DESCRIPTION OF THE TASK: From the entries below, pull out each line where "None" appears.

INFORMATION SHOWN:
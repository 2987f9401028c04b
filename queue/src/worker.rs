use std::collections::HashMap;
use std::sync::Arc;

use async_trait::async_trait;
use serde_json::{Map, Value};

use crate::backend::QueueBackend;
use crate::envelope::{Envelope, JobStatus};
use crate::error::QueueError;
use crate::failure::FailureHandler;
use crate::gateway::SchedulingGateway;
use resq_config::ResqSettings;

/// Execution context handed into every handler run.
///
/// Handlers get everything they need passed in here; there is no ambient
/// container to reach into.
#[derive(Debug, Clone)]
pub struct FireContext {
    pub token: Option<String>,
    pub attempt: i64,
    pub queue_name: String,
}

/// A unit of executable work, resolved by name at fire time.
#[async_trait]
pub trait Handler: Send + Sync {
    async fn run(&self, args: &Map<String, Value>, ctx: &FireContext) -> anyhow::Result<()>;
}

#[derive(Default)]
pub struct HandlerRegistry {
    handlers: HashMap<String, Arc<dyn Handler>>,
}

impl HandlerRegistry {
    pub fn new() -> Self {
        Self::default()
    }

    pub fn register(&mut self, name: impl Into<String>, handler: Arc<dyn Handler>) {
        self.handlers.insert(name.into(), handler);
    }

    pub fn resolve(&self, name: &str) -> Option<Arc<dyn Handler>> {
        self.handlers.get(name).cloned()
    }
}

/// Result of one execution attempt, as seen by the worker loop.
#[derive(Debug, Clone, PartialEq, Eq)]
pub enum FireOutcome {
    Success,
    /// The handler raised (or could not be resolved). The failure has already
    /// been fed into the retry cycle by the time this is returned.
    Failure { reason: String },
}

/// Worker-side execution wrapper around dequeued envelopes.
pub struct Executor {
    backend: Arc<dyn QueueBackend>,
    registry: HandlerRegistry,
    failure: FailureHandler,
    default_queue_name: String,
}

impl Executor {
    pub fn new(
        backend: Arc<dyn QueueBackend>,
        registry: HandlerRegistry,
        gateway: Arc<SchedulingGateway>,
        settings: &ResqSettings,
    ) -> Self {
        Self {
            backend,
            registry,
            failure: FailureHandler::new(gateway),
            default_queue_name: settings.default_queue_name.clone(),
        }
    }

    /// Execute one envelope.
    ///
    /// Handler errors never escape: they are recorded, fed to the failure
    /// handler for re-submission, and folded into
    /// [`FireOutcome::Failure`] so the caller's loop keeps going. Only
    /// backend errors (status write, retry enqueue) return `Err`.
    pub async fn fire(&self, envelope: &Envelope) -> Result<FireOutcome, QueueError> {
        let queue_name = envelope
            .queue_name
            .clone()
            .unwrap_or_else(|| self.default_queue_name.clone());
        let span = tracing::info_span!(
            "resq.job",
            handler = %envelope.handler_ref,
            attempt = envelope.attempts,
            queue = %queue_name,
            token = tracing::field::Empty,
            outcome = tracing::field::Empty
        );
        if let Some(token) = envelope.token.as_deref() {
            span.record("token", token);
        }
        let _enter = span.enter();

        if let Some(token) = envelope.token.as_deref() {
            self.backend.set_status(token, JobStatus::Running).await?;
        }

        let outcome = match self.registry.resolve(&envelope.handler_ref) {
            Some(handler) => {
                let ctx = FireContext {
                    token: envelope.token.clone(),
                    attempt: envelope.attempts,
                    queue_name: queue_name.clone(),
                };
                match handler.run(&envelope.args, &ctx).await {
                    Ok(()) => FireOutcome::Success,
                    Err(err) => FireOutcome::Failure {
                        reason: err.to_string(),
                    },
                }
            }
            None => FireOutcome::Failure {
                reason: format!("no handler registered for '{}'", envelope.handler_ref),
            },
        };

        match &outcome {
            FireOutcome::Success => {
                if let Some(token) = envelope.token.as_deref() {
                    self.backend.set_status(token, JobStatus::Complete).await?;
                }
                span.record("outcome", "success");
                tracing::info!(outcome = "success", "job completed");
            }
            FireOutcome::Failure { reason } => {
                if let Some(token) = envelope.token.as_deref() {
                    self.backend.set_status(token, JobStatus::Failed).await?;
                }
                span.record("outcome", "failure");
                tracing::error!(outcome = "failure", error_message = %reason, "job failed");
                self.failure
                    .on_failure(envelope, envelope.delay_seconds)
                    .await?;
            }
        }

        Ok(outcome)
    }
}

* * *

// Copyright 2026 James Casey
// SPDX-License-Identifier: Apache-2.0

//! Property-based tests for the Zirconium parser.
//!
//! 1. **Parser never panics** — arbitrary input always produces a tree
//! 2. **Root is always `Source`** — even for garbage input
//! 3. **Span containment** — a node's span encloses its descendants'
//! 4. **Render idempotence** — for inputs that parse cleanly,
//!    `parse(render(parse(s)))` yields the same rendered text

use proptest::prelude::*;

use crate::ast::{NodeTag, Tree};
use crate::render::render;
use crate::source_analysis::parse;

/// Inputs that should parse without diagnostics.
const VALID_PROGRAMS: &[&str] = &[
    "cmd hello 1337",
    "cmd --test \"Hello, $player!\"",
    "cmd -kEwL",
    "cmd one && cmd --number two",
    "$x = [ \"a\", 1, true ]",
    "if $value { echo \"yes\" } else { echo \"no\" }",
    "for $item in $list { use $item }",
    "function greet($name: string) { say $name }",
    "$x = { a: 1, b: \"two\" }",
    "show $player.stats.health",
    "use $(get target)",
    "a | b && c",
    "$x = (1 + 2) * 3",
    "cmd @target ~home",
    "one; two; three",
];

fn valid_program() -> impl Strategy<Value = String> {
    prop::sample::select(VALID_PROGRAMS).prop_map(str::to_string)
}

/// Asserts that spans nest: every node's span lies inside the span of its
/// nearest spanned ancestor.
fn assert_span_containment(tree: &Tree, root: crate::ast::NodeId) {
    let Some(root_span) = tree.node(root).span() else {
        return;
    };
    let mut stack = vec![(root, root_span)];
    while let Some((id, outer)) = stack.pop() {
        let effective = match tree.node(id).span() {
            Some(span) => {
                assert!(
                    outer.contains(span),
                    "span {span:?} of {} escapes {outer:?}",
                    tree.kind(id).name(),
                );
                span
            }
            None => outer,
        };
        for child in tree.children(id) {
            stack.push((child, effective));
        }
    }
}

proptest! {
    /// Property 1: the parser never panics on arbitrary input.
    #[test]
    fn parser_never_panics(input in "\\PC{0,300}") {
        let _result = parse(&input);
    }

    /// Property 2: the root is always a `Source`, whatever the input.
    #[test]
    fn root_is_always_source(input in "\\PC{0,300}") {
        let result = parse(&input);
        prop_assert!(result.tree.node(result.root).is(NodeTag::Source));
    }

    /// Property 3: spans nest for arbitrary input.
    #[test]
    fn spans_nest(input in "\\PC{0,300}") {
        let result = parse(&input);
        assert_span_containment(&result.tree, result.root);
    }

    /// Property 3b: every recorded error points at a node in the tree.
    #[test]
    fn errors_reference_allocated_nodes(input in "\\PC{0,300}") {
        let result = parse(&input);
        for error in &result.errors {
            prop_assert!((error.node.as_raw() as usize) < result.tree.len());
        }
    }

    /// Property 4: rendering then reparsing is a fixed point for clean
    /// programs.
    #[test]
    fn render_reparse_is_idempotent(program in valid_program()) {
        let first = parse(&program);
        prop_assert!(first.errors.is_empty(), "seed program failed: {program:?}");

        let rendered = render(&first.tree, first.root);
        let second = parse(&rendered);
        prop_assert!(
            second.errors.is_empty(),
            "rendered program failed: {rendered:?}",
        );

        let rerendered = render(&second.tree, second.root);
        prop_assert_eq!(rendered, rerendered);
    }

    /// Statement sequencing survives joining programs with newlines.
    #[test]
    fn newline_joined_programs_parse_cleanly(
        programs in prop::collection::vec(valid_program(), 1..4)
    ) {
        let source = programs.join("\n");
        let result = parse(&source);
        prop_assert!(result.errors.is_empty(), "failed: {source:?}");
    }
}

RESPONSE TO THIS TASK:
            None => FireOutcome::Failure {
            None => outer,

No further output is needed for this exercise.